I am actually rather surprised that Mark Twain, in the preface to The Adventures of Tom Sawyer, wrote that "my book is intended mainly for the entertainment of boys and girls" although "I hope it will not be shunned by men and women on that account," since they too may have had similar mishaps in their own childhoods. On the one hand, Tom's daring spirit and great fun is indeed appealing to young readers as he gets himself in and out of various scrapes, some of them quite dangerous. The overall tone, however, is a strikingly sophisticated blend of bucolic nostalgia and hard reality that will likely go over a child's head while offering more subtle interpretations to the adult.

Since finishing Roughing It a short time ago, I've become very fond of Twain and decided to read more of him. (I was assigned The Adventures of Huckleberry Finn in high school but remember little.) Part of what I loved about Roughing It, in addition to its vivid portrayal of the American Wild West and Hawaii, was Twain's acerbic wit and brilliant, methodological deconstruction of the frontier myths that were prevalent even in his time (and have yet to go away). Tom Sawyer, however, is best described as deliberately idyllic while at the same time offering glimpses of the dark side of antebellum Missouri. The famous whitewashing incident (in which Tom convinces his friends that whitewashing his aunt's fence is a privilege worth paying for) is certainly a great take on P.T. Barnum's famous assertion that "there is a sucker born every minute," but then there's the appearance of a young black boy who is concerned about his "ole missis" who has threatened to "tar de head off'n me." It definitely gives the modern reader pause.

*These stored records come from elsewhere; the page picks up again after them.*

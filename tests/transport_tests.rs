use axum::{
    Json, Router,
    http::{HeaderMap, StatusCode, header::CONTENT_TYPE},
    routing::post,
};
use chat_widget::config::WidgetConfig;
use chat_widget::error::TransportError;
use chat_widget::message::{ChatRequest, ChatResponse};
use chat_widget::services::controller::{ChatController, Completion};
use chat_widget::services::transport::{CHAT_ENDPOINT, HttpTransport, Transport};
use chat_widget::state::MessageKind;
use serde_json::json;
use tokio::net::TcpListener;

async fn spawn_stub(router: Router) -> String {
    let listener = TcpListener::bind("127.0.0.1:0").await.unwrap();
    let addr = listener.local_addr().unwrap();
    tokio::spawn(async move {
        axum::serve(listener, router).await.unwrap();
    });
    format!("http://{addr}/chat")
}

async fn echo(headers: HeaderMap, Json(req): Json<ChatRequest>) -> Json<ChatResponse> {
    let content_type = headers.get(CONTENT_TYPE).and_then(|v| v.to_str().ok()).unwrap_or_default();
    Json(ChatResponse::reply(format!("{content_type} | {}", req.message)))
}

#[test]
fn test_default_endpoint_is_fixed() {
    assert_eq!(HttpTransport::new().endpoint(), CHAT_ENDPOINT);
    assert_eq!(CHAT_ENDPOINT, "http://127.0.0.1:8000/chat");
}

#[tokio::test]
async fn test_posts_json_message() {
    let url = spawn_stub(Router::new().route("/chat", post(echo))).await;
    let transport = HttpTransport::with_endpoint(url);

    let reply = transport.send("Hello").await.unwrap();
    assert_eq!(reply.response.as_deref(), Some("application/json | Hello"));
}

#[tokio::test]
async fn test_empty_object_has_no_reply() {
    let url = spawn_stub(Router::new().route("/chat", post(|| async { Json(json!({})) }))).await;
    let reply = HttpTransport::with_endpoint(url).send("Hello").await.unwrap();
    assert_eq!(reply, ChatResponse::default());
}

#[tokio::test]
async fn test_error_status_carries_detail() {
    let router = Router::new().route(
        "/chat",
        post(|| async {
            (StatusCode::INTERNAL_SERVER_ERROR, Json(json!({"detail": "store offline"})))
        }),
    );
    let url = spawn_stub(router).await;

    let err = HttpTransport::with_endpoint(url).send("Hello").await.unwrap_err();
    match err {
        TransportError::Status { status, detail } => {
            assert_eq!(status, 500);
            assert_eq!(detail.as_deref(), Some("store offline"));
        }
        other => panic!("expected status error, got {other:?}"),
    }
}

#[tokio::test]
async fn test_non_json_body_fails_to_decode() {
    let url = spawn_stub(Router::new().route("/chat", post(|| async { "plain text" }))).await;
    let err = HttpTransport::with_endpoint(url).send("Hello").await.unwrap_err();
    assert!(matches!(err, TransportError::Decode(_)), "got {err:?}");
}

#[tokio::test]
async fn test_unreachable_server_is_a_network_error() {
    let listener = TcpListener::bind("127.0.0.1:0").await.unwrap();
    let addr = listener.local_addr().unwrap();
    drop(listener);

    let err = HttpTransport::with_endpoint(format!("http://{addr}/chat"))
        .send("Hello")
        .await
        .unwrap_err();
    assert!(matches!(err, TransportError::Network(_)), "got {err:?}");
}

#[tokio::test]
async fn test_controller_over_http() {
    let router = Router::new().route(
        "/chat",
        post(|Json(req): Json<ChatRequest>| async move {
            Json(ChatResponse::reply(format!("Here you go, {}: https://example.com/a.JPG", req.message)))
        }),
    );
    let url = spawn_stub(router).await;
    let mut ctl = ChatController::new(HttpTransport::with_endpoint(url), WidgetConfig::default());

    assert_eq!(ctl.submit("Alice").await, Some(Completion::Succeeded));

    let bot = ctl.view().messages().last().unwrap();
    assert_eq!(bot.kind, MessageKind::Normal);
    assert!(bot.text.starts_with("Here you go, Alice"));
    assert_eq!(bot.images().collect::<Vec<_>>(), vec!["https://example.com/a.JPG"]);
    assert_eq!(ctl.view().loading_count(), 0);
}

#[tokio::test]
async fn test_controller_shows_network_failure() {
    let listener = TcpListener::bind("127.0.0.1:0").await.unwrap();
    let addr = listener.local_addr().unwrap();
    drop(listener);

    let transport = HttpTransport::with_endpoint(format!("http://{addr}/chat"));
    let mut ctl = ChatController::new(transport, WidgetConfig::default());

    assert_eq!(ctl.submit("Hello").await, Some(Completion::Failed));
    let messages = ctl.view().messages();
    assert_eq!(messages.iter().filter(|m| m.kind == MessageKind::Error).count(), 1);
    assert!(messages.last().unwrap().text.starts_with("Error: network request failed"));
    assert_eq!(ctl.view().loading_count(), 0);
}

I am not trying to argue that Tom Sawyer is first and foremost a work of social commentary. What it is instead is a portrait of a culture as seen through the eyes of a boy, so the implications of some aspects of that culture are necessarily lost on the youthful protagonist. Huck Finn, for example, is a pretty sad story despite his bravado, but to Tom and his peers, his life is the paragon of freedom: he does not have to go to church or school and he can do just about anything he wants. Where do you sleep? Tom asks him at one point.
"In Ben Roger's hayloft. He let's me, and so does his pap's nigger man, Uncle Jake. I tote water for Uncle Jake whenever he wants me to, and any time I ask him he gives me a little something to eat if he can spare it. That's a mighty good nigger, Tom. He likes me, becuz I don't ever act as if I was above him. Sometimes I've set right down and eat with him. But you needn't tell that. A body's got to do things when he's awful hungry he wouldn't want to do as a steady thing."
Twain's dexterity with dialect aside, that paragraph speaks volumes. And we later learn that it is Tom who is embarrassed to be seen with Huck when members of "polite society" are present. Of course, there is also "Injun Joe," a singularly psychopathic villain who nevertheless engenders some sympathy, at least today, as those of us reading this in the twenty-first century cannot help but wonder if his mistreatment as a "half-breed" is largely responsible for his life of theft and murder. (Injun Joe himself speaks frequently of "vengeance" for being "horsewhipped in front of the jail, like a nigger!")

All that aside, The Adventures of Tom Sawyer is great book for parents and children to read together for both its sheer entertainment value (Tom's escapades) and its weight as an historical document. There is always more to Twain than meets the eye, and I can imagine many men and women who enjoyed this book as children have returned to it as adults, and been surprised at how much more was written into a fun and exciting tale of antebellum boyhood.

Up next: The Adventures of Huckleberry Finn!


Mrs. C said...

I look so forward to your comments on ...Huck...--It is the book that brought me down off my high horse and informed me that the American author and the American voice and persective have merit (I was such a Euro lit snob in high school; it was both Tolkien and Hemingway's fault). I have many, many peers who will not teach Huck because "it is such a racist text." Me? I teach it with relish each year to as many kids as I can possibly stuf it into...

Mrs. C said...

Oh, and I have a (rhetorical) question for you: How the heck does one achieve "Blog of Note" status around here?! Please to go check out "On the Tip of My Fingers" in that category--for Feb. 23rd, I think. Just read a couple of postings; it won't take more than that. Am I being a middle-aged snark bitch? Well, maybe. But before you judge, notice in her self description that she has a thing for glittery vampires. I'm just saying.